A fine piece about Iraq by George Packer in the Winter 2008 issue of World Affairs concludes:
The war began as folly; it became a tragedy when the hopes and lives of Iraqis and Americans began to be expended by the thousands.
"I can never blame the Americans alone," an Iraqi refugee named Firas told me in early 2007. "It’s the Iraqis who destroyed their country, with the help of the Americans, under the American eye." To gain this wisdom, Firas had to lose almost everything. What would it take for Americans to understand what Firas already does? A recognition that Iraq was everyone’s loss, whichever side you were on.
Beginnings are difficult to make out (When did the American Civil War actually begin?), conclusions are even more complex (From the Gettysburg Address through Gone With the Wind, discuss the significance and effects of the American Civil War), but human life consists in some degree of the decisions about what has happened to and around oneself. To someone like myself, who finds himself surprisingly but unmistakably on the brink of his 80th birthday, the pressure of such assessment is a tragicomic fact.
The after effects of WWI, the Depression and FDR, WWII, Hiroshima, Korea, prosperity, the discovery of Europe and one’s academic and family life, Vietnam and Watergate, world travels and one’s book-writing, the coming of age, grandparenthood, Iraq, the 2008 presidency and now, the end game is a barebones summary of a life. Day by day, though, one lives, somewhat less mobile, less ambitious, if not resigned, at least more at peace about one’s limited if fairly straightforward existence, although aware of the weakness, foolishness and inadequacy which soils too much of it. Old age is, as I think L. P. Hartley wrote 50 odd years ago, another country. Most of one’s relatives, friends, and colleagues have died. One knows that one won’t see much of what happens to one’s beloved grandchildren or one’s younger friends. The world, one believes, will be essentially the same, and perhaps some of what one has done will affect a few people in 10, 50, or even 100 years. (This isn’t a preoccupation or even a tormenting ambition.)

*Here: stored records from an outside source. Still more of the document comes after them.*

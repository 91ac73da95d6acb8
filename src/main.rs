mod config;
mod routes;
mod state;

use std::sync::Arc;

use content::{Catalog, CatalogError, diagram};

use crate::config::{ConfigError, ServerConfig};

#[derive(Debug, thiserror::Error)]
enum StartupError {
    #[error(transparent)]
    Config(#[from] ConfigError),
    #[error("explainer catalog: {0}")]
    Catalog(#[from] CatalogError),
    #[error("{0}")]
    Leptos(String),
    #[error("failed to bind {addr}: {source}")]
    Bind {
        addr: std::net::SocketAddr,
        #[source]
        source: std::io::Error,
    },
    #[error("server failed: {0}")]
    Serve(#[source] std::io::Error),
}

#[tokio::main]
async fn main() -> Result<(), StartupError> {
    let _ = dotenvy::dotenv();
    tracing_subscriber::fmt::init();

    let config = ServerConfig::from_env()?;
    let catalog = Arc::new(Catalog::build()?);
    check_diagrams(&catalog);

    let state = state::AppState::new(catalog);
    let app = routes::leptos_app(state).map_err(StartupError::Leptos)?;

    let addr = config.socket_addr();
    let listener = tokio::net::TcpListener::bind(addr)
        .await
        .map_err(|source| StartupError::Bind { addr, source })?;

    tracing::info!(%addr, "explainer listening");
    axum::serve(listener, app).await.map_err(StartupError::Serve)
}

/// Render every diagram description once and log the ones that fail.
fn check_diagrams(catalog: &Catalog) {
    for (label, description) in catalog.descriptions() {
        match diagram::render(description) {
            Ok(layout) => tracing::debug!(diagram = %label, nodes = layout.nodes.len(), "diagram rendered"),
            Err(e) => tracing::warn!(diagram = %label, error = %e, "diagram failed to render"),
        }
    }
    tracing::info!(
        evolution = catalog.evolution.registry.len(),
        coevolution = catalog.coevolution.registry.len(),
        "explainer catalog built"
    );
}
use super::*;

#[derive(Clone, Copy, Debug, PartialEq, Eq, Hash)]
enum Letter {
    A,
    B,
    Z,
}

impl NodeKey for Letter {
    const ALL: &'static [Self] = &[Self::A, Self::B, Self::Z];

    fn tag(self) -> &'static str {
        match self {
            Self::A => "A",
            Self::B => "B",
            Self::Z => "Z",
        }
    }
}

fn alpha_beta() -> ContentRegistry<Letter> {
    ContentRegistry::build([
        (Letter::A, DisplayRecord::new("Alpha", "a")),
        (Letter::B, DisplayRecord::new("Beta", "b")),
    ])
    .unwrap()
}

// =============================================================
// build
// =============================================================

#[test]
fn build_rejects_duplicate_keys() {
    let err = ContentRegistry::build([
        (Letter::A, DisplayRecord::new("Alpha", "a")),
        (Letter::A, DisplayRecord::new("Again", "a2")),
    ])
    .unwrap_err();
    assert_eq!(err, RegistryError::DuplicateKey("A"));
}

#[test]
fn build_accepts_empty_table() {
    let registry = ContentRegistry::<Letter>::build([]).unwrap();
    assert!(registry.is_empty());
    assert_eq!(registry.len(), 0);
}

// =============================================================
// lookup
// =============================================================

#[test]
fn lookup_returns_record_for_present_key() {
    let registry = alpha_beta();
    assert_eq!(registry.lookup(Letter::A), Some(DisplayRecord::new("Alpha", "a")));
    assert_eq!(registry.lookup(Letter::B), Some(DisplayRecord::new("Beta", "b")));
}

#[test]
fn lookup_is_none_for_known_key_without_entry() {
    let registry = alpha_beta();
    assert_eq!(registry.lookup(Letter::Z), None);
    assert!(!registry.contains(Letter::Z));
}

#[test]
fn lookup_tag_parses_and_looks_up() {
    let registry = alpha_beta();
    assert_eq!(registry.lookup_tag("B"), Some((Letter::B, DisplayRecord::new("Beta", "b"))));
}

#[test]
fn lookup_tag_is_none_for_unknown_or_unbacked_tags() {
    let registry = alpha_beta();
    assert_eq!(registry.lookup_tag("Q"), None);
    assert_eq!(registry.lookup_tag("Z"), None);
    assert_eq!(registry.lookup_tag("a"), None);
    assert_eq!(registry.lookup_tag(""), None);
}

// =============================================================
// iter
// =============================================================

#[test]
fn iter_keeps_declaration_order() {
    let registry = ContentRegistry::build([
        (Letter::B, DisplayRecord::new("Beta", "b")),
        (Letter::A, DisplayRecord::new("Alpha", "a")),
    ])
    .unwrap();
    let keys: Vec<Letter> = registry.iter().map(|(key, _)| key).collect();
    assert_eq!(keys, vec![Letter::B, Letter::A]);
}

#[test]
fn from_tag_is_case_sensitive() {
    assert_eq!(Letter::from_tag("A"), Some(Letter::A));
    assert_eq!(Letter::from_tag("a"), None);
}

#[test]
fn record_serializes_title_and_body() {
    let json = serde_json::to_value(DisplayRecord::new("Alpha", "a")).unwrap();
    assert_eq!(json, serde_json::json!({ "title": "Alpha", "body": "a" }));
}
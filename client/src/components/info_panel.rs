//! Display region showing the placeholder or the active record.

use leptos::prelude::*;

use crate::util::panel_view::PanelView;

/// Info panel bound to a rendered [`PanelView`].
#[component]
pub fn InfoPanel(#[prop(into)] panel: Signal<PanelView>) -> impl IntoView {
    view! {
        <aside class="info-panel" aria-live="polite">
            {move || match panel.get() {
                PanelView::Placeholder(text) => view! {
                    <h2 class="info-panel__placeholder">{text}</h2>
                }
                .into_any(),
                PanelView::Record(record) => view! {
                    <h3 class="info-panel__title">{record.title}</h3>
                    <p class="info-panel__body">{record.body}</p>
                }
                .into_any(),
            }}
        </aside>
    }
}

In the last few days, one has heard from a graduate school acquaintance, not heard from in many decades who has read something one wrote 40 years ago and reports on it and on his own troubled retirement. In the mail yesterday, the manuscript of a beautiful short story by a close friend who has for five months been suffering the first writer’s block of his life, about an actor who can no longer act, who has an affair with the lesbian daughter of old friends, converting her for a while into a heterosexual woman. He resumes his successful acting life, but after the young woman resumes her lesbian life, he lapses into the suicidal state he hasn’t managed to complete and completes it. Yesterday, on the coldest day of Chicago’s worst winter in 20 years, I went to see the dermatologist about the auto-immune condition which has troubled me for three years and whose recent suppression was more recently revived. It is, I think, my fifth column. (I recently read about the revival of the Hemingway play of that name.) Annoying as it is and weak as the medication taken for it has made me, I consider myself lucky to have in 80 years escaped lethal diseases and the deaths or awful injuries to my children and grandchildren, and to be more or less independent financially and--with the help of a wonderful wife--physically and emotionally.
I write this post as a sort of birthday announcement to the few sympathetic and the fewer, I believe, unsympathetic readers of the Open University blog which has in this last part of a 55-year literary career given me another outlet which I’ve flattered myself is a literary version of the Chopin etudes if neither as lyric or beautifully formed. Unlike Packer’s version of the Iraq war as everyone’s loss, my narrow view is able to think of my eighty mostly uncelebrated years as a gain for me and in a very small way for most of those who’ve been part of them.